#### [THE TASK]
In the records below, find the line holding "in, coordinates out." and the line holding "cannot be built.". Set down both, with every line between them, exactly.

#### [Records excerpted from a collection]
+++
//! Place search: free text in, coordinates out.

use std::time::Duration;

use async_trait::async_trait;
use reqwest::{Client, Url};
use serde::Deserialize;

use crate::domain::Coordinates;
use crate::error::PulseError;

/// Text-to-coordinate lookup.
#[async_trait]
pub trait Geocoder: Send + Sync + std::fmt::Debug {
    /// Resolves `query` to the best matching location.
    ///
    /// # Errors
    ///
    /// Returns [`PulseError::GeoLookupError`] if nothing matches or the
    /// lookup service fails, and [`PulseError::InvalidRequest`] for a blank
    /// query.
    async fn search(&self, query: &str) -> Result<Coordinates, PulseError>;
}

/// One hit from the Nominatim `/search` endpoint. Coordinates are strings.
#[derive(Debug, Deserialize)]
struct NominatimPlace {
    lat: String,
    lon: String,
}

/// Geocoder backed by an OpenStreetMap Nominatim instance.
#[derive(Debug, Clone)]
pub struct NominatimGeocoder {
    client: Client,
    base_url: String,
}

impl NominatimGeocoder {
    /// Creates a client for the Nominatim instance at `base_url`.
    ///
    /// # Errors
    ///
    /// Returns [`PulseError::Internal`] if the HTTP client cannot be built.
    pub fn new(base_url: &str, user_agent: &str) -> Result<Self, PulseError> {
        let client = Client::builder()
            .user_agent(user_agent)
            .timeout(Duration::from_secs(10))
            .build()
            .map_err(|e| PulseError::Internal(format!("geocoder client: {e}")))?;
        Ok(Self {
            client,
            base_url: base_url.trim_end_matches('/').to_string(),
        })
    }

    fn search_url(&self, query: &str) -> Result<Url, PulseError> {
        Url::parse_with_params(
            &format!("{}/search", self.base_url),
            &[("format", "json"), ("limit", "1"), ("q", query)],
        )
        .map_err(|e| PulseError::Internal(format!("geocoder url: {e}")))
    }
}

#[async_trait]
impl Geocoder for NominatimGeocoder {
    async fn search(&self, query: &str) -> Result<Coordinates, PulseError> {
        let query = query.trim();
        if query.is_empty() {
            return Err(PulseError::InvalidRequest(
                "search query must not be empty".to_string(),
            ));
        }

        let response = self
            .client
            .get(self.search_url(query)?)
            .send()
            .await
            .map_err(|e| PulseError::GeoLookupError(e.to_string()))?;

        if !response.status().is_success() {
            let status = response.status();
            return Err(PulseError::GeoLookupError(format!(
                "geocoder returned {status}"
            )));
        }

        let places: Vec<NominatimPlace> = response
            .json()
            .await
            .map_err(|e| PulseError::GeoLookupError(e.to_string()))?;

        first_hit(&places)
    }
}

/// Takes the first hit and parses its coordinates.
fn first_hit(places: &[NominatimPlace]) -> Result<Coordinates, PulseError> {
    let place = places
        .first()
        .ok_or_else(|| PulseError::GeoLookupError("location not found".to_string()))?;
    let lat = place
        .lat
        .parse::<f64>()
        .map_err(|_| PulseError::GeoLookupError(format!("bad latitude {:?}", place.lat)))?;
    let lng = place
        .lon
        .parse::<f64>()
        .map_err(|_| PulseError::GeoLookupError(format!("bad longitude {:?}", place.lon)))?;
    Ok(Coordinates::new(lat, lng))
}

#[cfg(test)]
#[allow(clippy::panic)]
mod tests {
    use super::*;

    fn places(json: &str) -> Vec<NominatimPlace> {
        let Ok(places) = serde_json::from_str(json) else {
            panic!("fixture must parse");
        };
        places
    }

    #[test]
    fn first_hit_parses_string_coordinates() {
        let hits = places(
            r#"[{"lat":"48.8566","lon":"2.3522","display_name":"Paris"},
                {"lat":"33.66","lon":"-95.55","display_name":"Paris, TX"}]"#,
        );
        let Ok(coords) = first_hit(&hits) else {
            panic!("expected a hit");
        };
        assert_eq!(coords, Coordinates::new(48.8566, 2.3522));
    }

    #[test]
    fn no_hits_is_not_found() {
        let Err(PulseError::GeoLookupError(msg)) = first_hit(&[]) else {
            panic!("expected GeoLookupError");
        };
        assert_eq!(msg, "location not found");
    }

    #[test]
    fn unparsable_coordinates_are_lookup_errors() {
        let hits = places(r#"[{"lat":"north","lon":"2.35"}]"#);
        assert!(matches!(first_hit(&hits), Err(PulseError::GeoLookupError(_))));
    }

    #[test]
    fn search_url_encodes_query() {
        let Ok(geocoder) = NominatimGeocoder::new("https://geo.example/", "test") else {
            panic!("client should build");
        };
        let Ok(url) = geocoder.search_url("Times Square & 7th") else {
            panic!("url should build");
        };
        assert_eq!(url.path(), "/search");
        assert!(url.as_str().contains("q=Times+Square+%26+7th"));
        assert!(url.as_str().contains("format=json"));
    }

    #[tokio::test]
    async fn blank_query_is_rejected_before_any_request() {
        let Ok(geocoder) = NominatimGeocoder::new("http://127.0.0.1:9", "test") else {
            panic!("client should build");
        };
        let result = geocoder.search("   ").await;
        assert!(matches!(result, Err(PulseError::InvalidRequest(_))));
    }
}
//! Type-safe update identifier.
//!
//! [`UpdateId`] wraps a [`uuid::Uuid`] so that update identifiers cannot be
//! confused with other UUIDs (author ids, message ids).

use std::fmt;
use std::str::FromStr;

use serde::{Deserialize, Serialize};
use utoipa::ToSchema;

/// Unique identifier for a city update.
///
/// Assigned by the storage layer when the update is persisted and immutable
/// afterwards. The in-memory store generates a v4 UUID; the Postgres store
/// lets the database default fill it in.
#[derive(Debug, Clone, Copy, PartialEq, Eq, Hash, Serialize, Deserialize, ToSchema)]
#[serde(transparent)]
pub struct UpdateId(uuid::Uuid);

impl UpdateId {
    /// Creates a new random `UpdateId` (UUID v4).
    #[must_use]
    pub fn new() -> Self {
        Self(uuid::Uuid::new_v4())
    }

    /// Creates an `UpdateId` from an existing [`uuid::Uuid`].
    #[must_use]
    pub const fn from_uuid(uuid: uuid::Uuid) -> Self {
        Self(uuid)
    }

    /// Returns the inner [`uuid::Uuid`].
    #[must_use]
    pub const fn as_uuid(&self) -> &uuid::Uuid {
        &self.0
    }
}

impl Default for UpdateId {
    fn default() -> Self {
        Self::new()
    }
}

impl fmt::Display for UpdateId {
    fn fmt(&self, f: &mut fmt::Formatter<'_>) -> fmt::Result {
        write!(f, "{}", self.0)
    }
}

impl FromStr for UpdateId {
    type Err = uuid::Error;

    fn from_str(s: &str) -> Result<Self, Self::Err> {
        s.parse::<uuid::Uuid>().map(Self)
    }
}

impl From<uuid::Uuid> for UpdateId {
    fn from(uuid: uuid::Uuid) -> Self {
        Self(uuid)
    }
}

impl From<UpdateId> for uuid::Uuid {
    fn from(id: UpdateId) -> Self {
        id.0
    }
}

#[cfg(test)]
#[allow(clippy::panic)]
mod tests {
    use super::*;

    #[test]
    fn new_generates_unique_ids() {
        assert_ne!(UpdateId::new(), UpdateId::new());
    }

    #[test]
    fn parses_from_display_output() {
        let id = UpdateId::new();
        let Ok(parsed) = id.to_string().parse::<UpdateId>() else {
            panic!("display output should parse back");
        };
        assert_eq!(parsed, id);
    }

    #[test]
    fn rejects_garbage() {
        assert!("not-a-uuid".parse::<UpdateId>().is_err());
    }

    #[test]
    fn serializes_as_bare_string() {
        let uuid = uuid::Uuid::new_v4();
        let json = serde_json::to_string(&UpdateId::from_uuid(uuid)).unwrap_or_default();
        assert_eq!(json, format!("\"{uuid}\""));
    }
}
+++
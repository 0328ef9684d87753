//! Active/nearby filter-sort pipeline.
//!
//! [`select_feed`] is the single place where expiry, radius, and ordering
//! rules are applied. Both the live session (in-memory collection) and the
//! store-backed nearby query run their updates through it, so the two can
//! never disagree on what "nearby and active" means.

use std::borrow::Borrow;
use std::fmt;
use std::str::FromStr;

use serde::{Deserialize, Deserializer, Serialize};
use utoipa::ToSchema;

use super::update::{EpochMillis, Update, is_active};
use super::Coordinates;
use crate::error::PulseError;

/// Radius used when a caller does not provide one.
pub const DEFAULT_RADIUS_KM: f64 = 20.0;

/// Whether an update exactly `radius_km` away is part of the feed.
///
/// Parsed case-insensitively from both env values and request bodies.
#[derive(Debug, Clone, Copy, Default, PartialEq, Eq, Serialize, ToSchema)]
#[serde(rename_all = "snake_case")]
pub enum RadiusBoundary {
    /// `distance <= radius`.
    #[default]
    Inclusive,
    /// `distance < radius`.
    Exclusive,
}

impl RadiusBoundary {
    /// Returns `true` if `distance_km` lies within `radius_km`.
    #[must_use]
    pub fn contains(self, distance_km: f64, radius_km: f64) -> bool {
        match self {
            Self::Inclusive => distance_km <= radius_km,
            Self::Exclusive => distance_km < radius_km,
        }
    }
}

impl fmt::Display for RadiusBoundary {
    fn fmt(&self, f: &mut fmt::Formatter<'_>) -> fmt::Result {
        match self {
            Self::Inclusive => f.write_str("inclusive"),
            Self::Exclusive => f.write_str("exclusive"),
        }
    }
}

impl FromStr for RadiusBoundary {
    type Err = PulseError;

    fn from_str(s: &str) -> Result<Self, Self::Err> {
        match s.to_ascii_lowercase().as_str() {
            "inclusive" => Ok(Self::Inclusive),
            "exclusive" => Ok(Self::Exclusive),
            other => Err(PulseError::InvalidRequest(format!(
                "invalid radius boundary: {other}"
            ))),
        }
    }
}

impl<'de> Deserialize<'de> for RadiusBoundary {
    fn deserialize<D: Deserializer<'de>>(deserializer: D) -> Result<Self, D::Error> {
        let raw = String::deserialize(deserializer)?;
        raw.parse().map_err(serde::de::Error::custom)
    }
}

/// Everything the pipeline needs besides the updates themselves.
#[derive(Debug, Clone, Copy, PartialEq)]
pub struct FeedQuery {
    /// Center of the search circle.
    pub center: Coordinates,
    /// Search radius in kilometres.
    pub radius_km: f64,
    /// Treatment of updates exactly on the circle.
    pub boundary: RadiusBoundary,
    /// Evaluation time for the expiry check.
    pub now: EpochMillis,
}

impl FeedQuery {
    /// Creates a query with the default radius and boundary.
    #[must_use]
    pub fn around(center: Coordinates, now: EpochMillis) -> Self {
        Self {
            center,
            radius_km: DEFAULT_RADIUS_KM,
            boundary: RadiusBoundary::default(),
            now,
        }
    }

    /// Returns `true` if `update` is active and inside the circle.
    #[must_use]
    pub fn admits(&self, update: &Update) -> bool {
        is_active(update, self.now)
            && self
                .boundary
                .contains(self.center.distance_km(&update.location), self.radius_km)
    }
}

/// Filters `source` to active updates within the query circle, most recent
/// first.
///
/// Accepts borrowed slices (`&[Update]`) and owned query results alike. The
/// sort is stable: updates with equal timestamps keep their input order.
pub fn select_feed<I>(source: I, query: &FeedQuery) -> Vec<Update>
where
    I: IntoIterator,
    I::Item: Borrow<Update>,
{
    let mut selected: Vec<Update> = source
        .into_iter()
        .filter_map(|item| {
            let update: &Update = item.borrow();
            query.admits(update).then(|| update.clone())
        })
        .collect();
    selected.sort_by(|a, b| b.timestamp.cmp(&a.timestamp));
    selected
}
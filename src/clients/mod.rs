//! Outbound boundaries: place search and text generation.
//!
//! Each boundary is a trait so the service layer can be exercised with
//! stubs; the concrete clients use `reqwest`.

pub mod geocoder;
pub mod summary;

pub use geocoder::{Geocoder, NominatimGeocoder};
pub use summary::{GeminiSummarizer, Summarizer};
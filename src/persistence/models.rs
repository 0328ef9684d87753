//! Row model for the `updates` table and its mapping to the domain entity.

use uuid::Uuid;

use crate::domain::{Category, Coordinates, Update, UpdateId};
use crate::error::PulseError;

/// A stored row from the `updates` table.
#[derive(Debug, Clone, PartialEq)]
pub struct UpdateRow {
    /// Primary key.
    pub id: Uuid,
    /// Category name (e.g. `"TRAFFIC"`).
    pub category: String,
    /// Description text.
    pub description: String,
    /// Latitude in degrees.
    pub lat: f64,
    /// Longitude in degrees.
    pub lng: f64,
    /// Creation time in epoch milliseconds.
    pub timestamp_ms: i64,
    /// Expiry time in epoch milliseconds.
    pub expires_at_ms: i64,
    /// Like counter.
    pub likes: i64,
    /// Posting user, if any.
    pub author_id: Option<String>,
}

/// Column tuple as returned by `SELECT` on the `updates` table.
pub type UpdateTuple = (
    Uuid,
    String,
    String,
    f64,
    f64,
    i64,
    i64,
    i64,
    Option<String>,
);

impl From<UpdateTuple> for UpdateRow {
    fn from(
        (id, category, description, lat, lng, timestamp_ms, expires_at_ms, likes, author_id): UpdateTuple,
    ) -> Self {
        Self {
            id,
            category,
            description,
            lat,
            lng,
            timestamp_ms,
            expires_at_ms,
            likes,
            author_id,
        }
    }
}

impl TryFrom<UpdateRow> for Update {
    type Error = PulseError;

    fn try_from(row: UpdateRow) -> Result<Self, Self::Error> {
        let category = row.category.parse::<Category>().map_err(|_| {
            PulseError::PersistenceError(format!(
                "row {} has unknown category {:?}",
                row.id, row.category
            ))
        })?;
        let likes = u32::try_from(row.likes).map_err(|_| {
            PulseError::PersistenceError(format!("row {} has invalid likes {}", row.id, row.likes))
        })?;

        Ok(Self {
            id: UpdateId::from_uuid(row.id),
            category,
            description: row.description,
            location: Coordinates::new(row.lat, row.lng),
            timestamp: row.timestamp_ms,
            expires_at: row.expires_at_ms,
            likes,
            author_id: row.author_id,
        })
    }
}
+++
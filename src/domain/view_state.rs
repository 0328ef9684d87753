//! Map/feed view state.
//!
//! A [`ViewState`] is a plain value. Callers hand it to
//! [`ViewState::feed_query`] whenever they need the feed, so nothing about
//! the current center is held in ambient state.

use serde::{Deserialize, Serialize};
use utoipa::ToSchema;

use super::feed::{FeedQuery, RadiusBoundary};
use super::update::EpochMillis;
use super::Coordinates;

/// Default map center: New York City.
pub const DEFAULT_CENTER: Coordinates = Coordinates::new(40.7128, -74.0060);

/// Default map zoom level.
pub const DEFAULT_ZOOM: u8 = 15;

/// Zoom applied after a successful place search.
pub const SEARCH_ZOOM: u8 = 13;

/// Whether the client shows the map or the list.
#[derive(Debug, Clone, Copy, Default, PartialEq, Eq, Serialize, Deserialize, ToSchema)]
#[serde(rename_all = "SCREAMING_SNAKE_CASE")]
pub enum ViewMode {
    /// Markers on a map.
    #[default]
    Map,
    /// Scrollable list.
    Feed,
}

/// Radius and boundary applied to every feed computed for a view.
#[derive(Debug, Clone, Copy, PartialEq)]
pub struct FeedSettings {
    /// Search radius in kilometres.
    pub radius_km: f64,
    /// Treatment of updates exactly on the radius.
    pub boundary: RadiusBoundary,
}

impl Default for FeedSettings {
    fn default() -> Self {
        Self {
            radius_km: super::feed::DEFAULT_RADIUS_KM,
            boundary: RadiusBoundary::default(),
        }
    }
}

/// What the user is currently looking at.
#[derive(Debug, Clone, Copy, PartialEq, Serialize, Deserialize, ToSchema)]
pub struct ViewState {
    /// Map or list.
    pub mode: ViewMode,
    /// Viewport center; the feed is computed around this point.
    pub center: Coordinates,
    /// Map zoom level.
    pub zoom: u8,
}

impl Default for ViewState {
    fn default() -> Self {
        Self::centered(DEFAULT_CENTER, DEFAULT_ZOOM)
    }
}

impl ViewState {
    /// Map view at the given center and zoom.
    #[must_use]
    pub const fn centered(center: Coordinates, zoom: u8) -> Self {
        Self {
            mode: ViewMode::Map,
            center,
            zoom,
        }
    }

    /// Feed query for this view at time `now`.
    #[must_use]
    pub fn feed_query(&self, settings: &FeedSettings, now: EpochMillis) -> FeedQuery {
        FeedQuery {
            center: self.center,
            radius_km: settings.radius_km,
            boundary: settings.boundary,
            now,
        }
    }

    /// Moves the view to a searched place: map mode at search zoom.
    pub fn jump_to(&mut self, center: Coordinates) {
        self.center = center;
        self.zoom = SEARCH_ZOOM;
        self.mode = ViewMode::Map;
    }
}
+++
#### [WRITTEN REPLY]
//! Place search: free text in, coordinates out.

use std::time::Duration;

use async_trait::async_trait;
use reqwest::{Client, Url};
use serde::Deserialize;

use crate::domain::Coordinates;
use crate::error::PulseError;

/// Text-to-coordinate lookup.
#[async_trait]
pub trait Geocoder: Send + Sync + std::fmt::Debug {
    /// Resolves `query` to the best matching location.
    ///
    /// # Errors
    ///
    /// Returns [`PulseError::GeoLookupError`] if nothing matches or the
    /// lookup service fails, and [`PulseError::InvalidRequest`] for a blank
    /// query.
    async fn search(&self, query: &str) -> Result<Coordinates, PulseError>;
}

/// One hit from the Nominatim `/search` endpoint. Coordinates are strings.
#[derive(Debug, Deserialize)]
struct NominatimPlace {
    lat: String,
    lon: String,
}

/// Geocoder backed by an OpenStreetMap Nominatim instance.
#[derive(Debug, Clone)]
pub struct NominatimGeocoder {
    client: Client,
    base_url: String,
}

impl NominatimGeocoder {
    /// Creates a client for the Nominatim instance at `base_url`.
    ///
    /// # Errors
    ///
    /// Returns [`PulseError::Internal`] if the HTTP client cannot be built.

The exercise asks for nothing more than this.